◆ YOUR INSTRUCTIONS
Using the data below, gather each line that includes the word "destination".

Data entries
# # # # #
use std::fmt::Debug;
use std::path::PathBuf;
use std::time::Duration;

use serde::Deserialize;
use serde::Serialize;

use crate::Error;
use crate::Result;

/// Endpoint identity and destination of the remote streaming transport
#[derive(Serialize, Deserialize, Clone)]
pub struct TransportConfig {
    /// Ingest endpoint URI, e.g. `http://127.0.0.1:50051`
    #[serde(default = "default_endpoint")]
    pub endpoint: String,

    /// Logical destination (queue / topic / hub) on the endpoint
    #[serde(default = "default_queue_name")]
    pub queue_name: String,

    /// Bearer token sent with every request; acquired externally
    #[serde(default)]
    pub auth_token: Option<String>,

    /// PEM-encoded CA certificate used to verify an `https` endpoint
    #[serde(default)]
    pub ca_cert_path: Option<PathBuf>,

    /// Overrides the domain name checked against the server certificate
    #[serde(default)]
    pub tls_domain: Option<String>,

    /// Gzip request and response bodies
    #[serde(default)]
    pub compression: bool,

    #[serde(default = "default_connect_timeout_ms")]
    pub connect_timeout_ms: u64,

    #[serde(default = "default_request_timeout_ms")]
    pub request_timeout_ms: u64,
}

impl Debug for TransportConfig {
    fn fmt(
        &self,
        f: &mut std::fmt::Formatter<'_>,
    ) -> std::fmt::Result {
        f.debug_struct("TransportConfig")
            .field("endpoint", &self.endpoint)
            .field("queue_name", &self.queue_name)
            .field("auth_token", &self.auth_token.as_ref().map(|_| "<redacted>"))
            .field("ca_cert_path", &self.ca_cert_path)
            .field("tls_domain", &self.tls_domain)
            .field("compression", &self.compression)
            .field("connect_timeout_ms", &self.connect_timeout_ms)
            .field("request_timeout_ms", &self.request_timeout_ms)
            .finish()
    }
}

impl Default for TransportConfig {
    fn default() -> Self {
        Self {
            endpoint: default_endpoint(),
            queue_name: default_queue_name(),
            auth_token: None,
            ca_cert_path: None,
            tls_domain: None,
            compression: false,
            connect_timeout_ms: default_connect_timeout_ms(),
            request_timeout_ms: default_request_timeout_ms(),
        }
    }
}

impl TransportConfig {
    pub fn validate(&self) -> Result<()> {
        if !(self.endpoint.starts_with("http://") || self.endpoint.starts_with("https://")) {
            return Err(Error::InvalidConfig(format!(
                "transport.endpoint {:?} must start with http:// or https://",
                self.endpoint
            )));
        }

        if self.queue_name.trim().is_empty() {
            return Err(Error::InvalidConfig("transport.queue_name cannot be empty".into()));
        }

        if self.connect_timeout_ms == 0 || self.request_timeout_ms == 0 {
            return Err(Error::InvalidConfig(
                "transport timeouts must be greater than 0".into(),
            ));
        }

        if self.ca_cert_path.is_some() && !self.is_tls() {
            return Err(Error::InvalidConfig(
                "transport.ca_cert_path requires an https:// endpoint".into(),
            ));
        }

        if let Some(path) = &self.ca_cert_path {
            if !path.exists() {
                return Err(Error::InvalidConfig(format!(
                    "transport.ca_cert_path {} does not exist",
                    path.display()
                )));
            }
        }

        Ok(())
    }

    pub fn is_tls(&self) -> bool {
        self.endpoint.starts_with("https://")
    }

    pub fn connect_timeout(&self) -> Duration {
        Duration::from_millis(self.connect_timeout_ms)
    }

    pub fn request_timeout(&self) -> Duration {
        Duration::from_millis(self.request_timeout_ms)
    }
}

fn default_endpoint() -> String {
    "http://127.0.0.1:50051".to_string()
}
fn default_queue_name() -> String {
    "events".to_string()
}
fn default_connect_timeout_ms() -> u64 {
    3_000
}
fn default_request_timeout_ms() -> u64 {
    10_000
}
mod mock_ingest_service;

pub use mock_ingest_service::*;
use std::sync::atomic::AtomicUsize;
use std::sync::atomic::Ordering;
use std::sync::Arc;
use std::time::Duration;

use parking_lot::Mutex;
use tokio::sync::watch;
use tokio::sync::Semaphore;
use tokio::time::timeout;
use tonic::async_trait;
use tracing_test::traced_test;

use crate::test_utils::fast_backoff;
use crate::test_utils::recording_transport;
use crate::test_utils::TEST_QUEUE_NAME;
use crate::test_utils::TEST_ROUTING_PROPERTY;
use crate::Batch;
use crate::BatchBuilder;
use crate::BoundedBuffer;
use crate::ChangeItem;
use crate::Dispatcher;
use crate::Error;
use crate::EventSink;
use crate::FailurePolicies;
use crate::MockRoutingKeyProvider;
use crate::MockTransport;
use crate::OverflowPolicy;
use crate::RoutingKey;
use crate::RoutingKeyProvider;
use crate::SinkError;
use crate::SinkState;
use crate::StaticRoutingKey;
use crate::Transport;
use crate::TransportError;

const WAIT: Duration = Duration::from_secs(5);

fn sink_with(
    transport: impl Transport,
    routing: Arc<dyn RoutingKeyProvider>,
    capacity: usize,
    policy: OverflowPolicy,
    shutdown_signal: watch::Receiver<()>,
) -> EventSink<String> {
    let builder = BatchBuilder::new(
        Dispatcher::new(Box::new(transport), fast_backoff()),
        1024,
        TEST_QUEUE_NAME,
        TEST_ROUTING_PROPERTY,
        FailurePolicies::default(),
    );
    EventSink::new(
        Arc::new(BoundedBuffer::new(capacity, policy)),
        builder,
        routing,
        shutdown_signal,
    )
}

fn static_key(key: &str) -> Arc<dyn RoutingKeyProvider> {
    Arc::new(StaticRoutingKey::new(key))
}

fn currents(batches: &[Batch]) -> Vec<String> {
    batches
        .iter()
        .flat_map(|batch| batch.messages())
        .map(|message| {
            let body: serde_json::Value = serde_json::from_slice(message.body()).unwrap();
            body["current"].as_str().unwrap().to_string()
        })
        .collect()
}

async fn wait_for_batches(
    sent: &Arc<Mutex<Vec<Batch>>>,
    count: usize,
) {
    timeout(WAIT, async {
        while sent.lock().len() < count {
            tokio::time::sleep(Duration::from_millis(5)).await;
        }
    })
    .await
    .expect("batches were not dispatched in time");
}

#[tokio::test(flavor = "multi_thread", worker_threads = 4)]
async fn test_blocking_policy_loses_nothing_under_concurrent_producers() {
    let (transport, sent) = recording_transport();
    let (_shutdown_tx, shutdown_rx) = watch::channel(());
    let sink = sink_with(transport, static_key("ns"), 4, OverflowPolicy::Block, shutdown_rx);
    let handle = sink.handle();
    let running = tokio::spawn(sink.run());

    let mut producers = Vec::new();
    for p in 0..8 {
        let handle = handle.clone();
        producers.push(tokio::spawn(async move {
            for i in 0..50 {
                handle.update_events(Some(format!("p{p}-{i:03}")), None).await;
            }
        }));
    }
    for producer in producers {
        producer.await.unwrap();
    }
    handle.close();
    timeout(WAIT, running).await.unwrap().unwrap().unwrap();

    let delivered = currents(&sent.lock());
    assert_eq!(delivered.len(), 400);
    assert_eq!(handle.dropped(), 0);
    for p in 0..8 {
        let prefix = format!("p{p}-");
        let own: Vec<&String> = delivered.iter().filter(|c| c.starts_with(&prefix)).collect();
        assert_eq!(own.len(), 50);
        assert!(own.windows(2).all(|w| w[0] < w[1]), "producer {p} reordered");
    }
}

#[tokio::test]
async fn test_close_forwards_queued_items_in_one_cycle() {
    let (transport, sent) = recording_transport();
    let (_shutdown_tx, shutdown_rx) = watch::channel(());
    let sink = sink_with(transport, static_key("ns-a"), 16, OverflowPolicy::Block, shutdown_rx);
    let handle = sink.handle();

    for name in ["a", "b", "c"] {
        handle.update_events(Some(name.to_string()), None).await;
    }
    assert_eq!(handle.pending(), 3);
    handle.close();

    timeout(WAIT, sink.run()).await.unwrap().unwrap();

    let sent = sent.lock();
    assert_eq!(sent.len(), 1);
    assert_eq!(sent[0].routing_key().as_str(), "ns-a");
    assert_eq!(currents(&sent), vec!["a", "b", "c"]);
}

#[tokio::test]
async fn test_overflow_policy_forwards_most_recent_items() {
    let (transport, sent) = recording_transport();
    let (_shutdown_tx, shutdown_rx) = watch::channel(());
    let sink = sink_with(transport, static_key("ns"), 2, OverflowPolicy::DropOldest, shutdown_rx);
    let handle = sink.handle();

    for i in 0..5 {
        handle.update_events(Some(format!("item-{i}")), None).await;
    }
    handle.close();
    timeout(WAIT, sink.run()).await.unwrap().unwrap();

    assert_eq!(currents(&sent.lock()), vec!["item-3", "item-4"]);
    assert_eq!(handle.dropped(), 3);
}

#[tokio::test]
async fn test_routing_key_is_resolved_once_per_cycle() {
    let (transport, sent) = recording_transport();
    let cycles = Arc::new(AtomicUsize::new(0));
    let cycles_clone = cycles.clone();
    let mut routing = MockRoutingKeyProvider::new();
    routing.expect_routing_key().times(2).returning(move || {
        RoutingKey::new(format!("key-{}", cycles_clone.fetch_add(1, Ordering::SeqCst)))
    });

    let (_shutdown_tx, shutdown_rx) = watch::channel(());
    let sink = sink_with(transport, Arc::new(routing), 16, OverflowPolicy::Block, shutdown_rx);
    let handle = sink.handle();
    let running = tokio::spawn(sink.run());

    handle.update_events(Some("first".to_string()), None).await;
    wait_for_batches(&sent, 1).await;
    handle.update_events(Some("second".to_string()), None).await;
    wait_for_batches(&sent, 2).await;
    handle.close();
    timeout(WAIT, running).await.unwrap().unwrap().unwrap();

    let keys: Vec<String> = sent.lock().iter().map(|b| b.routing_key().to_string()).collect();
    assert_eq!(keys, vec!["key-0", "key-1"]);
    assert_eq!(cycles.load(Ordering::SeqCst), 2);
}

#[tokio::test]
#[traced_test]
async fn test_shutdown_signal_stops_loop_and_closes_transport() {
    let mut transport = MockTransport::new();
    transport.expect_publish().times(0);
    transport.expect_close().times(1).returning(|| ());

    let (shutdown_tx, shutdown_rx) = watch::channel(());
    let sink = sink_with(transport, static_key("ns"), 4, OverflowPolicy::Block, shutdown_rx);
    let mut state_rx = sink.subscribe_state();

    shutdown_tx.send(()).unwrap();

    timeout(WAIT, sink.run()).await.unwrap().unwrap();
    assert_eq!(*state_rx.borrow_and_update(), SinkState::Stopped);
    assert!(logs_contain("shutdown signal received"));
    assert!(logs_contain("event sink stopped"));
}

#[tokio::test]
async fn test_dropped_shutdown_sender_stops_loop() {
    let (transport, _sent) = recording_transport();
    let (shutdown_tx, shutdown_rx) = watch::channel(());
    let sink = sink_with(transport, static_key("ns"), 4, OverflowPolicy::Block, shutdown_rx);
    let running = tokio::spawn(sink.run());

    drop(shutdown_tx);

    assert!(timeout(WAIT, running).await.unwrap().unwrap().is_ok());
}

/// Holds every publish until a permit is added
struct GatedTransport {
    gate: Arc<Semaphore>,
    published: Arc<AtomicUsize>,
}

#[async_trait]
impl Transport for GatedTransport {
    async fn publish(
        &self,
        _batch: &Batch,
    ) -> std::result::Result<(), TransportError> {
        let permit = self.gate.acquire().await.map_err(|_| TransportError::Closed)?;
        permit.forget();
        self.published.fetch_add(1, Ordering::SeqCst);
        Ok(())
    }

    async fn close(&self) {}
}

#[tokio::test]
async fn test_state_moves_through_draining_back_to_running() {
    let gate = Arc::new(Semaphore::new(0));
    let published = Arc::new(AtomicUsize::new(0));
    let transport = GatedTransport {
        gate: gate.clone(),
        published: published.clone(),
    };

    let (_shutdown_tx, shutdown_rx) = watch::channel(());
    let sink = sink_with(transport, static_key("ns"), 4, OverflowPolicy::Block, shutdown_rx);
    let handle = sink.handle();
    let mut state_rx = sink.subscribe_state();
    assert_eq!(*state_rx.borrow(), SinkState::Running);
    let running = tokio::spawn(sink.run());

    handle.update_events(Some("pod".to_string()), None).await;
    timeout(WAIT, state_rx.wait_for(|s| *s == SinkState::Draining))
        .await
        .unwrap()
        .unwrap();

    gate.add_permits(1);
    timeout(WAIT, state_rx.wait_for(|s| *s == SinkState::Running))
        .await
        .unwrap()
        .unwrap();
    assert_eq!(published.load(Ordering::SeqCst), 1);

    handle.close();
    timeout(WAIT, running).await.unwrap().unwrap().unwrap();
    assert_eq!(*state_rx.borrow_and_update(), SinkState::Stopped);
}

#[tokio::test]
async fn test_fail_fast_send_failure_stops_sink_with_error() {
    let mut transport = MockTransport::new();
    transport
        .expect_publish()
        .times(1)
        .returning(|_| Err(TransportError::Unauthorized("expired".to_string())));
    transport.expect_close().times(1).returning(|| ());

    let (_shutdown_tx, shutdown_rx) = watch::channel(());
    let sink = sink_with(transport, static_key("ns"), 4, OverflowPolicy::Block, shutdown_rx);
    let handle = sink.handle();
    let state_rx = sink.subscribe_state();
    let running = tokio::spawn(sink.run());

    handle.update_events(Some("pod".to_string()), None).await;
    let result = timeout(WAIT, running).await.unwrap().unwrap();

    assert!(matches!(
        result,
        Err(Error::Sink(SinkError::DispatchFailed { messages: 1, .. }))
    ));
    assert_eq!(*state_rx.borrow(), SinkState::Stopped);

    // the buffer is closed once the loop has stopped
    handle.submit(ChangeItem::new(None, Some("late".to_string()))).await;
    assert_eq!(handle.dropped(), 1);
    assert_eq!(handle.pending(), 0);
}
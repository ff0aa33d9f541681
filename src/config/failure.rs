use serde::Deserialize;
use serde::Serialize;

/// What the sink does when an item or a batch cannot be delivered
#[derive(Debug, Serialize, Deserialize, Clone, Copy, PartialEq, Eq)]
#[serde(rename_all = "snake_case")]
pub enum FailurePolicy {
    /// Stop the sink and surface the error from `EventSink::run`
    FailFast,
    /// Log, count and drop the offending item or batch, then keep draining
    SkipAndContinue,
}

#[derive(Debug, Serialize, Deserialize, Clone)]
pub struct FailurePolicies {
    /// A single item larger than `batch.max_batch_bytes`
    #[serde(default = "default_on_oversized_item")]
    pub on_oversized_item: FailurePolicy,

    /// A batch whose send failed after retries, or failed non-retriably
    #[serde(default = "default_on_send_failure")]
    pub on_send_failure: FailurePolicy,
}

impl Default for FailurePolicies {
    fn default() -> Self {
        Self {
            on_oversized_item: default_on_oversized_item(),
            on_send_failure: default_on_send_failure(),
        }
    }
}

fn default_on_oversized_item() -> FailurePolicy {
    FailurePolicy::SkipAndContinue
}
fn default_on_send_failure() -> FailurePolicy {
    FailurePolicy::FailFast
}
# # # # #
◆ REPLY
/// Endpoint identity and destination of the remote streaming transport
    /// Logical destination (queue / topic / hub) on the endpoint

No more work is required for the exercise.